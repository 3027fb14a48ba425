//! Per-module install state plus the aggregate view of one pass.
//!
//! The tracker is mutated only by the orchestrator while a pass runs; the
//! presentation layer reads it afterwards to render the grid and the log.

use std::fmt;
use std::path::PathBuf;

use chrono::Local;
use serde::{Deserialize, Serialize};

/// Sentinel shown before the server has ever been asked about a module.
pub const VERSION_UNKNOWN: &str = "(unknown)";

/// Sentinel set by reconciliation when the server does not list a module.
pub const VERSION_NOT_INSTALLED: &str = "(not installed)";

/// Where a module stands in the current pass.
#[derive(Debug, Clone, Copy, PartialEq, Eq, Serialize, Deserialize)]
pub enum ModuleStatus {
    Pending,
    Installing,
    Installed,
    Failed,
    Skipped,
}

impl ModuleStatus {
    /// Terminal states are never left during a pass; only a new pass (or
    /// reconciliation) may overwrite them.
    pub fn is_terminal(&self) -> bool {
        matches!(
            self,
            ModuleStatus::Installed | ModuleStatus::Failed | ModuleStatus::Skipped
        )
    }
}

impl fmt::Display for ModuleStatus {
    fn fmt(&self, f: &mut fmt::Formatter<'_>) -> fmt::Result {
        let label = match self {
            ModuleStatus::Pending => "Pending",
            ModuleStatus::Installing => "Installing",
            ModuleStatus::Installed => "Installed",
            ModuleStatus::Failed => "Failed",
            ModuleStatus::Skipped => "Skipped",
        };
        write!(f, "{label}")
    }
}

/// One discovered artifact and its locally tracked state.
#[derive(Debug, Clone, Serialize, Deserialize)]
pub struct ModuleRecord {
    /// Artifact file stem; doubles as the key the fuzzy matcher bridges to
    /// graph keys and server names.
    pub name: String,

    /// Where the artifact lives on disk.
    pub artifact_path: PathBuf,

    /// Version parsed from the artifact file name, `"?"` when absent.
    pub local_version: String,

    /// Version the server reports, or one of the sentinel strings.
    pub installed_version: String,

    pub status: ModuleStatus,

    /// Cause string for the last failure; cleared when the module installs.
    pub failure: Option<String>,
}

impl ModuleRecord {
    pub fn new(name: String, artifact_path: PathBuf, local_version: String) -> Self {
        Self {
            name,
            artifact_path,
            local_version,
            installed_version: VERSION_UNKNOWN.to_string(),
            status: ModuleStatus::Pending,
            failure: None,
        }
    }
}

/// Aggregate progress counters for one pass.
#[derive(Debug, Clone, Copy, Default, PartialEq, Eq, Serialize, Deserialize)]
pub struct InstallProgress {
    pub total: usize,
    pub completed: usize,
    pub percent: u32,
}

impl InstallProgress {
    /// Reset the counters for a pass over `total` modules.
    pub fn start(total: usize) -> Self {
        Self {
            total,
            completed: 0,
            percent: 0,
        }
    }

    /// Count one more module as visited, whatever its outcome.
    pub fn advance(&mut self) {
        self.completed += 1;
        self.percent = self.ratio();
    }

    /// Snap to 100 once every module has been visited, so integer
    /// truncation can never leave a finished pass at 99.
    pub fn finish(&mut self) {
        if self.total > 0 && self.completed >= self.total {
            self.percent = 100;
        }
    }

    fn ratio(&self) -> u32 {
        if self.total == 0 {
            return 0;
        }
        ((self.completed * 100 / self.total) as u32).min(100)
    }
}

/// Mutable store of module records plus the pass activity log.
#[derive(Debug, Default)]
pub struct StatusTracker {
    records: Vec<ModuleRecord>,
    progress: InstallProgress,
    log: Vec<String>,
}

impl StatusTracker {
    pub fn new(records: Vec<ModuleRecord>) -> Self {
        Self {
            records,
            progress: InstallProgress::default(),
            log: Vec::new(),
        }
    }

    pub fn records(&self) -> &[ModuleRecord] {
        &self.records
    }

    pub fn records_mut(&mut self) -> &mut [ModuleRecord] {
        &mut self.records
    }

    pub fn progress(&self) -> InstallProgress {
        self.progress
    }

    pub fn is_empty(&self) -> bool {
        self.records.is_empty()
    }

    /// Reset the counters at the start of a pass over `total` modules.
    pub fn begin_pass(&mut self, total: usize) {
        self.progress = InstallProgress::start(total);
    }

    pub fn advance(&mut self) {
        self.progress.advance();
    }

    pub fn finish_pass(&mut self) {
        self.progress.finish();
    }

    pub fn mark_installing(&mut self, index: usize) {
        self.records[index].status = ModuleStatus::Installing;
    }

    pub fn mark_installed(&mut self, index: usize) {
        let record = &mut self.records[index];
        record.status = ModuleStatus::Installed;
        record.failure = None;
    }

    pub fn mark_failed(&mut self, index: usize, reason: &str) {
        let record = &mut self.records[index];
        record.status = ModuleStatus::Failed;
        record.failure = Some(reason.to_string());
    }

    pub fn mark_skipped(&mut self, index: usize) {
        self.records[index].status = ModuleStatus::Skipped;
    }

    /// Append a timestamped line to the activity log and mirror it to the
    /// tracing subscriber.
    pub fn log(&mut self, line: impl Into<String>) {
        let line = line.into();
        tracing::info!("{line}");
        self.log
            .push(format!("[{}] {}", Local::now().format("%H:%M:%S"), line));
    }

    pub fn log_lines(&self) -> &[String] {
        &self.log
    }
}

#[cfg(test)]
mod tests {
    use super::*;

    fn record(name: &str) -> ModuleRecord {
        ModuleRecord::new(
            name.to_string(),
            PathBuf::from(format!("{name}.jar")),
            "1.0.0".to_string(),
        )
    }

    #[test]
    fn test_new_record_starts_pending_and_unknown() {
        let r = record("patient-1.0.0");
        assert_eq!(r.status, ModuleStatus::Pending);
        assert_eq!(r.installed_version, VERSION_UNKNOWN);
        assert!(r.failure.is_none());
    }

    #[test]
    fn test_terminal_states() {
        assert!(!ModuleStatus::Pending.is_terminal());
        assert!(!ModuleStatus::Installing.is_terminal());
        assert!(ModuleStatus::Installed.is_terminal());
        assert!(ModuleStatus::Failed.is_terminal());
        assert!(ModuleStatus::Skipped.is_terminal());
    }

    #[test]
    fn test_progress_truncates_midway_and_snaps_at_end() {
        let mut p = InstallProgress::start(3);
        p.advance();
        assert_eq!(p.percent, 33);
        p.advance();
        assert_eq!(p.percent, 66);
        p.advance();
        p.finish();
        assert_eq!(p.completed, 3);
        assert_eq!(p.percent, 100);
    }

    #[test]
    fn test_progress_with_zero_total_stays_at_zero() {
        let mut p = InstallProgress::start(0);
        p.finish();
        assert_eq!(p.percent, 0);
    }

    #[test]
    fn test_unfinished_pass_does_not_snap_to_100() {
        let mut p = InstallProgress::start(4);
        p.advance();
        p.advance();
        p.finish();
        assert_eq!(p.percent, 50);
    }

    #[test]
    fn test_mark_failed_then_installed_clears_reason() {
        let mut tracker = StatusTracker::new(vec![record("hiv-2.0.1")]);
        tracker.mark_failed(0, "connection refused");
        assert_eq!(tracker.records()[0].status, ModuleStatus::Failed);
        assert_eq!(
            tracker.records()[0].failure.as_deref(),
            Some("connection refused")
        );

        tracker.mark_installed(0);
        assert_eq!(tracker.records()[0].status, ModuleStatus::Installed);
        assert!(tracker.records()[0].failure.is_none());
    }

    #[test]
    fn test_log_lines_carry_timestamps() {
        let mut tracker = StatusTracker::new(Vec::new());
        tracker.log("starting install of patient-1.0.0");
        let lines = tracker.log_lines();
        assert_eq!(lines.len(), 1);
        assert!(lines[0].starts_with('['));
        assert!(lines[0].ends_with("starting install of patient-1.0.0"));
    }
}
______________________________
• About this exercise: Only the lines containing the string "Copy" are needed; pull them out of the records.

• Completed exercise:
#[derive(Debug, Clone, Copy, PartialEq, Eq, Serialize, Deserialize)]
#[derive(Debug, Clone, Copy, Default, PartialEq, Eq, Serialize, Deserialize)]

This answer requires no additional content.